Schäfer, A., Margulies, D. S., Lohmann, G., Gorgolewski, K. J., Smallwood, J., Kiebel, S. J., et al. (2014). Dynamic network participation of functional connectivity hubs assessed by resting-state fMRI. Frontiers in Human Neuroscience, 8: 195. doi:10.3389/fnhum.2014.00195.


Cite as: https://hdl.handle.net/11858/00-001M-0000-0019-B564-A
Abstract
Network studies of large-scale brain connectivity have demonstrated that highly connected areas, or “hubs,” are a key feature of human functional and structural brain organization. We use resting-state functional MRI data and connectivity clustering to identify multi-network hubs and show that while hubs can belong to multiple networks their degree of integration into these different networks varies dynamically over time. The extent of the network variation was related to the connectedness of the hub.

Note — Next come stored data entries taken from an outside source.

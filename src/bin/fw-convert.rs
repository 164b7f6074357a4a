//! CLI tool to convert fixed-width files to JSON Lines and back.
//!
//! Usage:
//!   fw-convert --schema <layout.json> decode <input.dat> [-o output.jsonl]
//!   fw-convert --schema <layout.json> encode <input.jsonl> [-o output.dat]
//!
//! If no output file is specified, writes to stdout.

use clap::{Parser, Subcommand};
use fixedwidth_rs::{Schema, Truncation, decode_document, encode_document};
use std::fs;
use std::io::{self, Write};
use std::path::Path;
use std::process;
use tracing::Level;

/// Convert fixed-width records using a JSON layout schema.
#[derive(Parser)]
#[command(name = "fw-convert")]
struct Cli {
    /// Layout schema file (JSON with a "fields" list of name/tag pairs)
    #[arg(short, long)]
    schema: String,

    /// Write output to file instead of stdout
    #[arg(short, long, global = true)]
    output: Option<String>,

    /// Log layout and record counts on stderr
    #[arg(short, long, global = true)]
    verbose: bool,

    #[command(subcommand)]
    command: Command,
}

#[derive(Subcommand)]
enum Command {
    /// Fixed-width lines to JSON Lines (one object per record)
    Decode {
        /// Input data file (or /dev/stdin)
        input: String,
    },
    /// JSON Lines to fixed-width lines
    Encode {
        /// Input JSON Lines file (or /dev/stdin)
        input: String,

        /// Fail instead of truncating values wider than their field
        #[arg(long)]
        strict: bool,
    },
}

fn main() {
    let cli = Cli::parse();

    tracing_subscriber::fmt()
        .with_writer(io::stderr)
        .with_max_level(if cli.verbose { Level::DEBUG } else { Level::WARN })
        .init();

    let schema_text = match fs::read_to_string(&cli.schema) {
        Ok(content) => content,
        Err(e) => {
            eprintln!("Error reading schema file '{}': {e}", cli.schema);
            process::exit(1);
        }
    };

    let layout = match Schema::from_json(&schema_text).and_then(|schema| schema.layout()) {
        Ok(layout) => layout,
        Err(e) => {
            eprintln!("Schema error: {e}");
            process::exit(1);
        }
    };

    let input = match &cli.command {
        Command::Decode { input } | Command::Encode { input, .. } => input,
    };
    let input_text = match fs::read_to_string(input) {
        Ok(content) => content,
        Err(e) => {
            eprintln!("Error reading input file '{input}': {e}");
            process::exit(1);
        }
    };

    let result = match &cli.command {
        Command::Decode { .. } => decode_document(&layout, &input_text),
        Command::Encode { strict, .. } => {
            let truncation = if *strict {
                Truncation::Reject
            } else {
                Truncation::Silent
            };
            encode_document(&layout, &input_text, truncation)
        }
    };

    match result {
        Ok((output, count)) => {
            if let Some(out_path) = &cli.output {
                if let Some(parent) = Path::new(out_path.as_str()).parent()
                    && !parent.as_os_str().is_empty()
                    && fs::create_dir_all(parent).is_err()
                {
                    eprintln!("Error creating output directory for '{out_path}'");
                    process::exit(1);
                }
                let mut output = output;
                if !output.is_empty() {
                    output.push('\n');
                }
                if let Err(e) = fs::write(out_path, &output) {
                    eprintln!("Error writing output file '{out_path}': {e}");
                    process::exit(1);
                }
            } else {
                if let Err(e) = io::stdout().write_all(output.as_bytes()) {
                    eprintln!("Error writing output: {e}");
                    process::exit(1);
                }
                if !output.is_empty() {
                    println!();
                }
            }
            if cli.verbose {
                eprintln!("Records:  {count}");
            }
        }
        Err(e) => {
            eprintln!("Conversion error: {e}");
            process::exit(1);
        }
    }
}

In addition, we found that these network dynamics were inversely related to positive self-generated thoughts reported by individuals and were further decreased with older age. Moreover, the left caudate varied its degree of participation between a default mode subnetwork and a limbic network. This variation was predictive of individual differences in the reports of past-related thoughts. These results support an association between ongoing thought processes and network dynamics and offer a new approach to investigate the brain dynamics underlying mental experience.